→ **YOUR INSTRUCTIONS**: Report how many lines in the records below hold the word "best". Add nothing to the number.

[EXTRACTED ENTRIES]

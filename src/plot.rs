// Trend plotter: position-over-time series extraction and PNG rendering.
use crate::model::{AnalysisRecord, PlotError};
use chrono::{DateTime, Utc};
use plotters::prelude::*;
use std::path::Path;

/// `(timestamp, position)` for every analysis document the product appears
/// in, in document scan order.
pub fn extract_positions(
    records: &[AnalysisRecord],
    product_id: u64,
) -> Vec<(DateTime<Utc>, u32)> {
    records
        .iter()
        .filter_map(|record| {
            record
                .combined()
                .find(|p| p.id == product_id)
                .map(|p| (record.timestamp, p.position))
        })
        .collect()
}

/// Display name from the product's first appearance.
pub fn product_name(records: &[AnalysisRecord], product_id: u64) -> Option<String> {
    records.iter().find_map(|record| {
        record
            .combined()
            .find(|p| p.id == product_id)
            .map(|p| p.name.clone())
    })
}

/// Renders position over time. Rank 1 is best, so the y axis is drawn
/// inverted: positions are plotted negated and the labels flipped back,
/// with best/worst reference lines and a 5-position pad floored at 1.
pub fn render(
    path: &Path,
    title: &str,
    series: &[(DateTime<Utc>, u32)],
) -> Result<(), PlotError> {
    let best = series.iter().map(|(_, p)| *p).min().unwrap_or(1);
    let worst = series.iter().map(|(_, p)| *p).max().unwrap_or(1);

    let x_from = series.first().map(|(t, _)| *t).unwrap_or_else(Utc::now);
    let mut x_to = series.last().map(|(t, _)| *t).unwrap_or(x_from);
    if x_to <= x_from {
        x_to = x_from + chrono::Duration::minutes(1);
    }

    let y_low = -(i64::from(worst) + 5);
    let y_high = -i64::from(best.saturating_sub(5).max(1));

    let root = BitMapBackend::new(path, (1200, 600)).into_drawing_area();
    root.fill(&WHITE).map_err(to_render_err)?;

    let mut chart = ChartBuilder::on(&root)
        .caption(title, ("sans-serif", 24))
        .margin(12)
        .x_label_area_size(44)
        .y_label_area_size(48)
        .build_cartesian_2d(x_from..x_to, y_low..y_high)
        .map_err(to_render_err)?;

    chart
        .configure_mesh()
        .x_desc("Time")
        .y_desc("Position (1 = best)")
        .x_label_formatter(&|t| t.format("%m-%d %H:%M").to_string())
        .y_label_formatter(&|y| (-y).to_string())
        .draw()
        .map_err(to_render_err)?;

    let points: Vec<(DateTime<Utc>, i64)> = series
        .iter()
        .map(|(t, p)| (*t, -i64::from(*p)))
        .collect();

    chart
        .draw_series(LineSeries::new(points.clone(), &BLUE))
        .map_err(to_render_err)?;
    chart
        .draw_series(
            points
                .iter()
                .map(|(t, y)| Circle::new((*t, *y), 3, BLUE.filled())),
        )
        .map_err(to_render_err)?;

    chart
        .draw_series(LineSeries::new(
            vec![(x_from, -i64::from(best)), (x_to, -i64::from(best))],
            &GREEN,
        ))
        .map_err(to_render_err)?
        .label(format!("Best Position: {best}"))
        .legend(|(x, y)| PathElement::new(vec![(x, y), (x + 16, y)], GREEN));
    chart
        .draw_series(LineSeries::new(
            vec![(x_from, -i64::from(worst)), (x_to, -i64::from(worst))],
            &RED,
        ))
        .map_err(to_render_err)?
        .label(format!("Worst Position: {worst}"))
        .legend(|(x, y)| PathElement::new(vec![(x, y), (x + 16, y)], RED));

    chart
        .configure_series_labels()
        .border_style(&BLACK)
        .background_style(&WHITE.mix(0.8))
        .draw()
        .map_err(to_render_err)?;

    root.present().map_err(to_render_err)?;
    Ok(())
}

fn to_render_err<E: std::fmt::Display>(e: E) -> PlotError {
    PlotError::Render(e.to_string())
}

#[cfg(test)]
mod tests {
    use super::*;
    use crate::model::ProductEntry;
    use chrono::TimeZone;

    fn entry(id: u64, position: u32, name: &str) -> ProductEntry {
        ProductEntry {
            position,
            previous_position: position,
            position_change: 0,
            id,
            name: name.to_string(),
            brand: String::new(),
            rating: 0.0,
            feedbacks: 0,
            price: None,
        }
    }

    fn record(
        seconds: i64,
        advertised: Vec<ProductEntry>,
        organic: Vec<ProductEntry>,
    ) -> AnalysisRecord {
        AnalysisRecord {
            timestamp: Utc.timestamp_opt(seconds, 0).unwrap(),
            total_products: advertised.len() + organic.len(),
            advertised_count: advertised.len(),
            organic_count: organic.len(),
            advertised_products: advertised,
            organic_products: organic,
            position_changes: vec![],
        }
    }

    #[test]
    fn series_spans_documents_in_scan_order() {
        let records = vec![
            record(0, vec![entry(7, 2, "a")], vec![]),
            record(300, vec![], vec![entry(9, 1, "x")]),
            record(600, vec![], vec![entry(7, 5, "a")]),
        ];

        let series = extract_positions(&records, 7);
        assert_eq!(series.len(), 2);
        assert_eq!(series[0], (Utc.timestamp_opt(0, 0).unwrap(), 2));
        assert_eq!(series[1], (Utc.timestamp_opt(600, 0).unwrap(), 5));
    }

    #[test]
    fn unknown_product_yields_empty_series() {
        let records = vec![record(0, vec![entry(1, 1, "a")], vec![])];
        assert!(extract_positions(&records, 99).is_empty());
        assert_eq!(product_name(&records, 99), None);
    }

    #[test]
    fn name_comes_from_first_appearance() {
        let records = vec![
            record(0, vec![], vec![entry(7, 3, "old name")]),
            record(300, vec![], vec![entry(7, 1, "new name")]),
        ];
        assert_eq!(product_name(&records, 7).as_deref(), Some("old name"));
    }
}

[/EXTRACTED ENTRIES]

→ **SOLUTION**: 7